Pero entre los cerros orientales, las librerías del centro, las construcciones históricas, los festivales gratuitos y una vibrante escena artística alternativa, existía una ciudad distinta. Una ciudad que resistía. Que creaba. Que soñaba con una versión mejor de sí misma.
Con la llegada del nuevo siglo, Bogotá comenzó a reencontrarse consigo misma. Mientras Colombia avanzaba hacia la paz, la ciudad florecía con bibliotecas públicas en barrios populares, ciclorrutas que tejían nuevos recorridos ciudadanos, y festivales como Rock al Parque que se convertían en emblemas de su vida cultural. Bogotá empezaba a reconocerse diferente. Empezaba a creerse posible.
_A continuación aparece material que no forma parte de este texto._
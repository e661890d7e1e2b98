//! Perft node counting over legal destinations.
//!
//! Promotions count once (queen), since the board only ever promotes to the
//! piece the player physically places. Suite positions used in tests stop
//! before any promotion is reachable, so the totals match the published ones.

use std::thread;

use crate::game_state::game_state::GameState;
use crate::move_generation::legal_move_apply::{apply_move, AppliedMove};
use crate::move_generation::legal_move_checks::is_in_check;
use crate::move_generation::legal_move_generator::{has_any_legal_move, legal_moves};

#[derive(Debug, Clone, Copy, Default, PartialEq, Eq)]
pub struct PerftCounts {
    pub nodes: usize,
    pub captures: usize,
    pub en_passant: usize,
    pub castles: usize,
    pub promotions: usize,
    pub checks: usize,
    pub checkmates: usize,
}

impl PerftCounts {
    fn merge(&mut self, rhs: PerftCounts) {
        self.nodes += rhs.nodes;
        self.captures += rhs.captures;
        self.en_passant += rhs.en_passant;
        self.castles += rhs.castles;
        self.promotions += rhs.promotions;
        self.checks += rhs.checks;
        self.checkmates += rhs.checkmates;
    }

    fn record_leaf(&mut self, applied: &AppliedMove, after: &GameState) {
        self.nodes += 1;
        if applied.is_capture() {
            self.captures += 1;
        }
        if applied.en_passant_victim.is_some() {
            self.en_passant += 1;
        }
        if applied.is_castling() {
            self.castles += 1;
        }
        if applied.promotion.is_some() {
            self.promotions += 1;
        }
        if is_in_check(&after.board, after.side_to_move) {
            self.checks += 1;
            if !has_any_legal_move(after, after.side_to_move) {
                self.checkmates += 1;
            }
        }
    }
}

pub fn perft(game_state: &GameState, depth: u8) -> PerftCounts {
    let mut total = PerftCounts::default();
    if depth == 0 {
        total.nodes = 1;
        return total;
    }
    perft_recurse(game_state, depth, &mut total);
    total
}

/// Splits the root moves across scoped threads.
pub fn perft_multi_threaded(game_state: &GameState, depth: u8) -> PerftCounts {
    if depth <= 1 {
        return perft(game_state, depth);
    }

    let mut total = PerftCounts::default();
    thread::scope(|scope| {
        let handles: Vec<_> = legal_moves(game_state)
            .into_iter()
            .map(|(from, to)| {
                scope.spawn(move || {
                    let mut local = PerftCounts::default();
                    let mut next = *game_state;
                    if apply_move(&mut next, from, to, None).is_ok() {
                        perft_recurse(&next, depth - 1, &mut local);
                    }
                    local
                })
            })
            .collect();

        for handle in handles {
            if let Ok(local) = handle.join() {
                total.merge(local);
            }
        }
    });
    total
}

fn perft_recurse(game_state: &GameState, depth: u8, counts: &mut PerftCounts) {
    for (from, to) in legal_moves(game_state) {
        let mut next = *game_state;
        let Ok(applied) = apply_move(&mut next, from, to, None) else {
            continue;
        };
        if depth == 1 {
            counts.record_leaf(&applied, &next);
        } else {
            perft_recurse(&next, depth - 1, counts);
        }
    }
}
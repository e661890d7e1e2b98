//! Per-tick game controller.
//!
//! Reads sensor edges, validates them against the rules engine, drives LED
//! feedback, records every applied half-move, and in bot mode runs the
//! evaluator round trip. All collaborators are borrowed for the life of the
//! session.

use log::{debug, info, warn};

use crate::errors::GameError;
use crate::evaluator::evaluator_trait::{Evaluation, Evaluator};
use crate::game_state::chess_types::{Board, Color, Square};
use crate::game_state::game_state::GameState;
use crate::hardware::board_driver::BoardDriver;
use crate::hardware::publisher::BoardStatePublisher;
use crate::history::game_header::GameMode;
use crate::history::move_history::MoveHistory;
use crate::move_generation::legal_move_apply::{apply_move, AppliedMove};
use crate::move_generation::legal_move_checks::king_square;
use crate::move_generation::legal_move_generator::{game_status, possible_moves, GameStatus};
use crate::orchestrator::bot_turn::{advance_completion, plan_bot_move};
use crate::orchestrator::feedback;
use crate::orchestrator::game_phase::{
    CompletionProgress, GameEvent, GameOutcome, GamePhase, MoveSource, PendingMove,
};
use crate::utils::material::material_balance;
use crate::utils::render_game_state::render_game_state;

pub enum PlayMode<'a> {
    Moves,
    Bot {
        player_color: Color,
        depth: u8,
        evaluator: &'a mut dyn Evaluator,
    },
}

impl PlayMode<'_> {
    fn game_mode(&self) -> GameMode {
        match self {
            PlayMode::Moves => GameMode::Moves,
            PlayMode::Bot { .. } => GameMode::Bot,
        }
    }

    fn player_color(&self) -> Option<Color> {
        match self {
            PlayMode::Moves => None,
            PlayMode::Bot { player_color, .. } => Some(*player_color),
        }
    }

    fn depth(&self) -> u8 {
        match self {
            PlayMode::Moves => 0,
            PlayMode::Bot { depth, .. } => *depth,
        }
    }
}

pub struct GameOrchestrator<'a> {
    board: &'a mut dyn BoardDriver,
    publisher: &'a mut dyn BoardStatePublisher,
    history: &'a mut MoveHistory,
    mode: PlayMode<'a>,
    state: GameState,
    phase: GamePhase,
    evaluation: f32,
    snapshot_interval: u16,
    entries_since_snapshot: u16,
}
//! Canonical chess-rule constants.
//!
//! This module stores static rule-related literals such as the standard
//! starting position FEN used to initialize and validate game state setup.

use crate::game_state::chess_types::PieceKind;

/// Standard chess starting position in Forsyth-Edwards Notation (FEN).
pub const STARTING_POSITION_FEN: &str = "rnbqkbnr/pppppppp/8/8/8/8/PPPPPPPP/RNBQKBNR w KQkq - 0 1";

/// Back-rank layout from file a to file h.
pub const BACK_RANK: [PieceKind; 8] = [
    PieceKind::Rook,
    PieceKind::Knight,
    PieceKind::Bishop,
    PieceKind::Queen,
    PieceKind::King,
    PieceKind::Bishop,
    PieceKind::Knight,
    PieceKind::Rook,
];

/// Piece a pawn becomes when the caller does not choose one.
pub const DEFAULT_PROMOTION: PieceKind = PieceKind::Queen;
Una ciudad que se atrevió a soñar en grande
Y así, en 2006 nació Invest in Bogotá, una apuesta valiente por enamorar al mundo de una ciudad que comenzaba a enamorarse de sí misma. Con un puñado de profesionales convencidos de que Bogotá merecía otra historia, la agencia echó a andar. Algunos venían de formarse en el exterior y decidieron quedarse —o regresar— para construir desde aquí. Uno de ellos fue Virgilio Barco Isakson, el primer director ejecutivo, acompañado por Boris Wullner, Mónica Ramírez, Juan Pablo Mier, Lina Gutiérrez, y muchos otros que pusieron su talento y corazón al servicio de una causa: creer en Bogotá.
Ese primer año, Invest in Bogotá logró atraer 137 millones de dólares en inversión extranjera directa y facilitó la creación de más de 3.600 empleos. Bogotá empezaba a dejar de ser vista como un riesgo y comenzaba a ser reconocida como un lugar para quedarse, para emprender, para vivir.
Con el respaldo de la Cámara de Comercio de Bogotá, entonces liderada por María Fernanda Campo, y la alcaldía de Luis Eduardo Garzón, la agencia se convirtió en símbolo de una alianza público-privada sin precedentes en Colombia. Una muestra de que cuando se cree en lo que se tiene, es posible crear instituciones que rescatan el potencial y proyectan un futuro mejor.
Enamorarse de Bogotá fue, ante todo, un acto de fe. Las cifras —los montos en inversión, los miles de empleos, los más de 120 contactos empresariales— fueron evidencia del impacto. Pero detrás de cada logro, había algo más poderoso: la convicción de que esta ciudad tenía algo que decirle al mundo, y que ese relato debía empezar por casa.
Para atraer a otros, había que creerse el cuento. Había que mirar más allá del caos, creer en lo propio, reconocer el valor de nuestra gente, de nuestras calles, de nuestras ideas. Porque Bogotá no solo es la suma de sus problemas: es, sobre todo, la suma de sus posibilidades.
Hoy, casi dos décadas después, podemos decir que aquella apuesta —la de fundar Invest in Bogotá— fue también una declaración de amor por esta ciudad. Un gesto de confianza, de visión y de esperanza. Y como todo acto de amor auténtico, transformó.